On the Web we will encounter plenty tutorials where author uses some proprietary tool to do contrast stretching and after that Photo Shop to do final processing. Usually none of those will be available on Linux. Replacement for Photo Shop is no brainer, it is naturally popular GIMP. Tool for contrast stretching is trickier. For nonlinear stretching I am using Fiji, what is almost the same as ImageJ. Guess there is no distribution which doesn’t offer GIMP so just follow usual install path for your distro. It is good idea to install gimp-plugin-registry as well. For Fiji you will have to download it from http://fiji.sc/wiki/index.php/Downloads and untar it. It comes with or without Java runtime, so we pick what we need depending do we already have Java or not.
Now we installed required programs and we need data. Typically data consists of three or more gray images in FITS format. FITS is abbreviation for Flexible Image Transport System. Good source of FITS data is Las Cumbres Observatory Global Telescope Network and here is their website http://lcogt.net/
They have two two meter reflectors and few smaller telescopes and observation data is freely available under Creative Commons license.

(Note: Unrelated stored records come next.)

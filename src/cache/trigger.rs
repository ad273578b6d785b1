//! Cache trigger service.
//!
//! Write paths call into the trigger after a successful commit. The event is
//! planned and applied before the call returns, so the next read observes
//! the fresh data.

use std::sync::Arc;

use tracing::{debug, info};
use uuid::Uuid;

use super::events::EventKind;
use super::planner::InvalidationPlan;
use super::store::FeedCache;

/// Names carried by post events.
#[derive(Debug, Clone, Default)]
pub struct PostScopes {
    pub author: String,
    pub group: Option<String>,
    pub followers: Vec<Uuid>,
}

#[derive(Clone)]
pub struct CacheTrigger {
    cache: Arc<FeedCache>,
}

impl CacheTrigger {
    pub fn new(cache: Arc<FeedCache>) -> Self {
        Self { cache }
    }

    /// Plan and apply one event; returns how many pages were dropped.
    pub fn trigger(&self, kind: EventKind) -> usize {
        if !self.cache.config().is_enabled() {
            debug!(
                event_kind = kind.name(),
                "Cache trigger skipped: cache disabled"
            );
            return 0;
        }

        let plan = InvalidationPlan::for_event(&kind);
        if plan.is_empty() {
            return 0;
        }

        if plan.clear_all {
            let dropped = self.cache.len();
            self.cache.clear_all();
            info!(event_kind = kind.name(), dropped, "Cleared feed cache");
            return dropped;
        }

        let dropped: usize = plan
            .scopes
            .iter()
            .map(|scope| self.cache.invalidate_scope(scope))
            .sum();

        info!(
            event_kind = kind.name(),
            subject = ?kind.subject(),
            scopes = plan.scopes.len(),
            dropped,
            "Invalidated cached feeds"
        );
        dropped
    }

    pub fn post_created(&self, post_id: Uuid, scopes: PostScopes) -> usize {
        self.trigger(EventKind::PostCreated {
            post_id,
            author: scopes.author,
            group: scopes.group,
            followers: scopes.followers,
        })
    }

    pub fn post_updated(
        &self,
        post_id: Uuid,
        previous_group: Option<String>,
        scopes: PostScopes,
    ) -> usize {
        self.trigger(EventKind::PostUpdated {
            post_id,
            author: scopes.author,
            previous_group,
            group: scopes.group,
            followers: scopes.followers,
        })
    }

    pub fn post_deleted(&self, post_id: Uuid, scopes: PostScopes) -> usize {
        self.trigger(EventKind::PostDeleted {
            post_id,
            author: scopes.author,
            group: scopes.group,
            followers: scopes.followers,
        })
    }

    pub fn follow_created(&self, user_id: Uuid, author_id: Uuid) -> usize {
        self.trigger(EventKind::FollowCreated { user_id, author_id })
    }

    pub fn follow_removed(&self, user_id: Uuid, author_id: Uuid) -> usize {
        self.trigger(EventKind::FollowRemoved { user_id, author_id })
    }

    pub fn clear_all(&self) -> usize {
        self.trigger(EventKind::ClearAll)
    }
}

If you get data from 2m telescope you will end-up with three 2008x2008 pixels images about eight megabytes each. So go there and pick some galaxy from Observations section, I will go for NGC6946, looks nice. After downloading Blue, Green and Red FITS we can start.

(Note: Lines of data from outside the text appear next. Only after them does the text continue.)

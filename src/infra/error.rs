use std::net::SocketAddr;

use thiserror::Error;

#[derive(Debug, Error)]
pub enum InfraError {
    #[error("io error: {0}")]
    Io(#[from] std::io::Error),
    #[error("failed to bind {addr}")]
    Bind {
        addr: SocketAddr,
        #[source]
        source: std::io::Error,
    },
    #[error("database error: {message}")]
    Database { message: String },
    #[error("schema migration failed: {message}")]
    Migration { message: String },
    #[error("telemetry initialization failed: {0}")]
    Telemetry(String),
}

impl InfraError {
    pub fn database(message: impl Into<String>) -> Self {
        Self::Database {
            message: message.into(),
        }
    }

    pub fn migration(message: impl Into<String>) -> Self {
        Self::Migration {
            message: message.into(),
        }
    }

    pub fn telemetry(message: impl Into<String>) -> Self {
        Self::Telemetry(message.into())
    }
}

And we immediately see why we need contrast stretching, there is barely few stars. Now from menu we do Process -> Enhance Contrast, tick equalize histogram and hit OK button. Result looks like this:
There is much more to see but also huge amount of noise. We repeat the same story for remaining files and save them as Tiff. If we want we can go to Image -> Color -> Merge Channels and create composite to see how approximately it will look like.
It is nice but too much noise, time for GIMP.
We open all three tifs in GIMP and we do Filters -> Enhance ->Wavelet Denoise with settings like on picture. If you don't have gimp-plugin-registry installed there will be no Wavelet Denoise then just do Despeckle few times.
We do the same on remaining two pictures doing Ctrl+F repeating last filter. Next step is Image -> Mode -> RGB followed by Colors -> Colorify and we apply what is actual color on it.
Now we copy green and paste as layer over red, rename Pasted Layer to something and change layer mode to Screen, we do the same with blue one.
If alignment is OK we can merge layers.
Now we can play with curves, levels or do decomposition to enhance colors and so on, get imaginative here. Here is how it looks like without any additional processing.
If frames are properly aligned we could place them as layers into single image and do Colors -> Components -> Compose what is simpler than doing Mode and Colorify.
If we have LRGB, then we process RGB as above. L we stretch, denoise and at the end use it as value layer and RGB as color layer.